Value model sets low price for Lilly’s necitumumab

With many new cancer drugs now costing $100,000 a year or more, US researchers have developed a model that works out a price range firmly based on their clinical value.

The aim is to curb a worrying escalation in the cost of providing drug treatment to cancer patients as a new generation of targeted therapies roll out onto the market, with many now suggesting that prices are becoming unsustainable.

The first drug candidate to be put through the model is Eli Lilly’s necitumumab, which was recommended for approval to treat patients with locally advanced or metastatic squamous non-small cell lung cancer (NSCLC) in the US last month.

According to the research team at Emory University and Georgia Institute of Technology in the US, necitumumab’s modest benefits – an increase in median overall survival of 1.6 months when added to chemotherapy – provide a value-based range for the cost of necitumumab from $563 to $1,309 per cycle.

That would be well below the $10,000-plus per month often charged for new cancer drugs, according to lead author Daniel Goldstein, an oncologist at Emory.

The model makes use of the quality-adjusted-life-years (QALYs) rating also deployed by health technology assessment agencies such as NICE in the UK, factoring in variables such as survival estimates, the predicted frequency of adverse events and the cost of drug administration, among others.

At a price of $563 or less per cycle, the cost of necitumumab per QALY would probably be less than $100,000, rising to $200,000 at $1,309 per cycle. At a price greater than $6,628 per cycle, the results give a 99 per cent likelihood that the cost-effectiveness ratio would exceed $500,000 per QALY.
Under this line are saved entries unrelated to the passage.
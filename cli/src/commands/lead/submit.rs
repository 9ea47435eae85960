//! # Lead Submit Command
//!
//! File: cli/src/commands/lead/submit.rs
//!
//! `softsell lead submit` fills a `LeadForm` from the flags and submits it once.
//! Notifications go to the console. The exit status is non-zero unless the
//! intake sink accepted the lead.
//!
use super::{print_field_errors, LeadFieldArgs};
use crate::common::lead::sinks::OutboxSubmitter;
use crate::common::lead::{create_submitter, LeadForm, LeadSubmitter, SubmitOutcome};
use crate::common::notify::ConsoleNotifier;
use crate::core::config::Config;
use crate::core::error::{Result, SoftsellError};
use clap::Parser;
use std::path::PathBuf;
use std::sync::Arc;
use tracing::debug;

#[derive(Parser, Debug)]
pub struct SubmitArgs {
    #[command(flatten)]
    pub fields: LeadFieldArgs,

    /// Write the lead into this outbox directory, ignoring the configured sink.
    #[arg(long, value_name = "DIR")]
    pub outbox: Option<PathBuf>,
}

pub async fn handle_submit(args: SubmitArgs, config: &Config) -> Result<()> {
    let submitter: Arc<dyn LeadSubmitter> = match args.outbox {
        Some(dir) => {
            debug!("Using outbox override: {}", dir.display());
            Arc::new(OutboxSubmitter::new(dir))
        }
        None => create_submitter(&config.lead)?,
    };

    let form = LeadForm::new(submitter, Arc::new(ConsoleNotifier));
    form.set_fields(args.fields.into())?;

    let outcome = form.submit().await;
    debug!(
        state = ?form.state(),
        trail = ?form.last_trail(),
        "Lead form attempt finished"
    );

    match outcome {
        SubmitOutcome::Submitted => Ok(()),
        SubmitOutcome::Invalid(errors) => {
            eprintln!("Please fix the following fields:");
            print_field_errors(&errors);
            Err(SoftsellError::Validation {
                fields: errors.field_list(),
            }
            .into())
        }
        SubmitOutcome::Failed => Err(SoftsellError::Submission(
            "the intake sink did not accept the lead".to_string(),
        )
        .into()),
        SubmitOutcome::Busy => Err(SoftsellError::Busy.into()),
    }
}
//! # SoftSell Site Server Configuration
//!
//! File: cli/src/commands/srv/config.rs
//!
//! ## Overview
//!
//! Settings for `softsell srv`, combined from:
//! 1. Command-line arguments (highest priority, when they differ from their defaults)
//! 2. `.softsell-srv.toml` inside the served directory (if present)
//! 3. Default values (lowest priority)
//!
//! ```toml
//! port = 9000
//! host = "0.0.0.0"
//! directory = "out"     # relative to this file
//! enable_cors = false
//! ```
//!
//! The resolved directory is always absolute and must exist.
//!
use crate::core::error::Result;
use anyhow::Context;
use clap::Parser;
use serde::Deserialize;
use std::net::IpAddr;
use std::{
    env, fs,
    path::{Path, PathBuf},
};
use tracing::{debug, info, warn};

/// The expected name for the server-specific configuration file.
const CONFIG_FILE_NAME: &str = ".softsell-srv.toml";

/// Command-line arguments for `softsell srv`.
#[derive(Parser, Debug)]
pub struct SrvArgs {
    /// Directory holding the built site (index.html and assets).
    #[arg(default_value = ".")]
    pub directory: PathBuf,

    /// Port to listen on. The next free port is used if it is taken.
    #[arg(long, short, default_value_t = 8000)]
    pub port: u16,

    /// Interface to bind. Use 0.0.0.0 to accept connections from the network.
    #[arg(long, default_value = "127.0.0.1")]
    pub host: IpAddr,

    /// Do not send permissive CORS headers.
    #[arg(long)]
    pub no_cors: bool,
}

/// Effective server settings after merging.
#[derive(Debug, Clone)]
pub struct ServerConfig {
    pub port: u16,
    pub host: IpAddr,
    /// Absolute, canonical path of the served directory.
    pub directory: PathBuf,
    pub enable_cors: bool,
}

/// Raw contents of `.softsell-srv.toml`; every key optional.
#[derive(Deserialize, Debug)]
#[serde(deny_unknown_fields)]
struct FileConfig {
    port: Option<u16>,
    host: Option<String>,
    directory: Option<String>,
    enable_cors: Option<bool>,
}

impl Default for ServerConfig {
    fn default() -> Self {
        Self {
            port: 8000,
            host: IpAddr::V4(std::net::Ipv4Addr::LOCALHOST),
            directory: PathBuf::from("."),
            enable_cors: true,
        }
    }
}

/// Merges arguments, the optional file in the served directory, and defaults.
pub async fn load_and_merge_config(args: SrvArgs) -> Result<ServerConfig> {
    let mut effective_config = ServerConfig::from_args(&args);
    let cli_defaults = SrvArgs::parse_from([""]);

    let config_search_dir = if args.directory.is_absolute() {
        args.directory.clone()
    } else {
        env::current_dir()
            .context("Failed to get current working directory")?
            .join(&args.directory)
    };
    debug!("Looking for config file in: {}", config_search_dir.display());

    if let Some(file_config) = load_config_from_dir(&config_search_dir)? {
        info!(
            "Loaded settings from {}",
            config_search_dir.join(CONFIG_FILE_NAME).display()
        );
        if args.port == cli_defaults.port {
            effective_config.port = file_config.port;
        }
        if args.host == cli_defaults.host {
            effective_config.host = file_config.host;
        }
        if !args.no_cors {
            effective_config.enable_cors = file_config.enable_cors;
        }
        effective_config.directory = file_config.directory;
    } else {
        debug!("No config file found. Using arguments.");
    }

    effective_config.resolve_directory().await?;
    Ok(effective_config)
}

/// Reads `.softsell-srv.toml` from `search_dir`, if present.
///
/// A relative `directory` in the file is resolved against the file's location.
fn load_config_from_dir(search_dir: &Path) -> Result<Option<ServerConfig>> {
    let config_path = search_dir.join(CONFIG_FILE_NAME);
    if !config_path.is_file() {
        debug!("No config file found at {}", config_path.display());
        return Ok(None);
    }

    info!("Loading configuration from {}", config_path.display());
    let content = fs::read_to_string(&config_path)
        .with_context(|| format!("Failed to read config file: {}", config_path.display()))?;
    let file_config: FileConfig = toml::from_str(&content)
        .with_context(|| format!("Failed to parse config file: {}", config_path.display()))?;

    let defaults = ServerConfig::default();
    let host = match file_config.host {
        Some(ref host_str) => host_str.parse().unwrap_or_else(|e| {
            warn!(
                "Invalid host IP '{}' in config file ({}), using default {}",
                host_str, e, defaults.host
            );
            defaults.host
        }),
        None => defaults.host,
    };

    let directory = PathBuf::from(file_config.directory.as_deref().unwrap_or("."));
    let directory = if directory.is_relative() {
        search_dir.join(directory)
    } else {
        directory
    };

    Ok(Some(ServerConfig {
        port: file_config.port.unwrap_or(defaults.port),
        host,
        directory,
        enable_cors: file_config.enable_cors.unwrap_or(defaults.enable_cors),
    }))
}

impl ServerConfig {
    fn from_args(args: &SrvArgs) -> Self {
        Self {
            port: args.port,
            host: args.host,
            directory: args.directory.clone(),
            enable_cors: !args.no_cors,
        }
    }

    /// Makes `directory` absolute and canonical, and checks it is a directory.
    async fn resolve_directory(&mut self) -> Result<()> {
        let absolute_path = if self.directory.is_absolute() {
            self.directory.clone()
        } else {
            env::current_dir()
                .context("Failed to get current working directory")?
                .join(&self.directory)
        };

        let canonical_path = tokio::fs::canonicalize(&absolute_path)
            .await
            .with_context(|| {
                format!(
                    "Directory '{}' could not be found or accessed",
                    absolute_path.display()
                )
            })?;
        let metadata = tokio::fs::metadata(&canonical_path)
            .await
            .with_context(|| format!("Failed to get metadata for '{}'", canonical_path.display()))?;
        if !metadata.is_dir() {
            anyhow::bail!("Path is not a directory: {}", canonical_path.display());
        }

        self.directory = canonical_path;
        debug!("Resolved site directory to: {}", self.directory.display());
        Ok(())
    }
}
//! # SoftSell Core Infrastructure
//!
//! File: cli/src/core/mod.rs
//!
//! ## Overview
//!
//! This module aggregates the infrastructure shared by every command:
//! - `config`: Configuration loading, merging, and validation
//! - `error`: Error types and the crate-wide `Result` alias
//!
//! ```rust
//! use crate::core::config; // For loading configuration
//! use crate::core::error::{Result, SoftsellError}; // For error handling
//! ```
//!
pub mod config;
pub mod error;
//! # SoftSell Error Types
//!
//! File: cli/src/core/error.rs
//!
//! ## Overview
//!
//! This module defines the error types used throughout the SoftSell CLI.
//! Field validation problems and collaborator failures are ordinary outcomes
//! of the lead form and are surfaced to the user as state; the variants here
//! exist so that command handlers can turn those outcomes into a non-zero
//! exit status with a readable message.
//!
//! ## Architecture
//!
//! The error system consists of two main components:
//! - `SoftsellError`: A custom error enum using `thiserror` for specific error types
//! - `Result<T>`: A type alias for `anyhow::Result<T>` for flexible error handling
//!
//! ## Examples
//!
//! ```rust
//! // Return a specific error type
//! if rule.pattern.trim().is_empty() {
//!     return Err(SoftsellError::Config("Chat rule pattern cannot be empty.".into()))?;
//! }
//!
//! // Add context to errors using anyhow
//! let content = fs::read_to_string(&path)
//!     .with_context(|| format!("Failed to read file: {}", path.display()))?;
//! ```
//!
use thiserror::Error;

/// Custom error type for the SoftSell application.
#[derive(Error, Debug)]
pub enum SoftsellError {
    #[error("Configuration error: {0}")]
    Config(String),

    #[error("Filesystem error: {0}")]
    FileSystem(String),

    /// One or more lead form fields failed validation. The payload lists the
    /// offending fields, e.g. `email, message`.
    #[error("Lead form is invalid: {fields}")]
    Validation { fields: String },

    /// The lead intake collaborator rejected or failed to accept a submission.
    #[error("Lead submission failed: {0}")]
    Submission(String),

    #[error("A submission is already in flight for this form.")]
    Busy,

    #[error("Argument parsing error: {0}")]
    ArgumentParsing(String),
}

/// Type alias for Result using anyhow::Error for broad compatibility.
pub type Result<T> = anyhow::Result<T>;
“The current system of paying for cancer drugs provides little incentive for manufacturers and physicians to consider value when pricing and using drugs,” write the authors, who maintain that value-based pricing provides an incentive to pharma companies and researchers to develop truly innovative drugs rather than those providing just modest gains.

“These rising prices are unsustainable to the system,” said Goldstein in a press release. “Potentially life-saving drugs should carry a high price tag, but drugs such as necitumumab that extend life expectancy by only a matter of weeks should cost significantly less.”

The work, published in the journal JAMA Oncology, echoes the efforts of the American Society of Clinical Oncology (ASCO), which published a ‘conceptual framework’ for assessing the value of new cancer treatment options based on clinical benefit, side effects, and cost in June.

At the time of publication, the chair of ASCO’s Cancer Care Task Force Lowell Schnipper said: “Cancer patients are increasingly burdened by the rising costs of care [and] even well-insured patients are often unprepared for the high out-of-pocket cost of some cancer therapies.

“Too often, that leads to severe financial strain and even bankruptcy,” he continued, adding it is critical to distinguish between value and cost.

ASCO’s plans are still being drawn up, and in the meantime the new JAMA Oncology study provides another example of how value-based pricing can be applied.

In the US, one recommendation is to use $50,000 per QALY gain, and $200,000 per QALY as the lower and upper boundary of society’s willingness-to-pay value threshold, according to Benjamin Djulbegovic of the University of South Florida, Tampa, in an editorial accompanying the paper by Goldstein et al.

Applying those criteria, “it is obvious that not all spending on cancer care generates value that the US should pay for,” he writes, noting that escalating prices are creating a ‘prisoners’ dilemma’ in which societal interests are pitted against those of individual patients.

“Reducing the price of cancer drugs can help us escape the prisoners’ dilemma and substantially ameliorate the increasingly untenable situation of excessive costs of cancer drugs,” he concludes.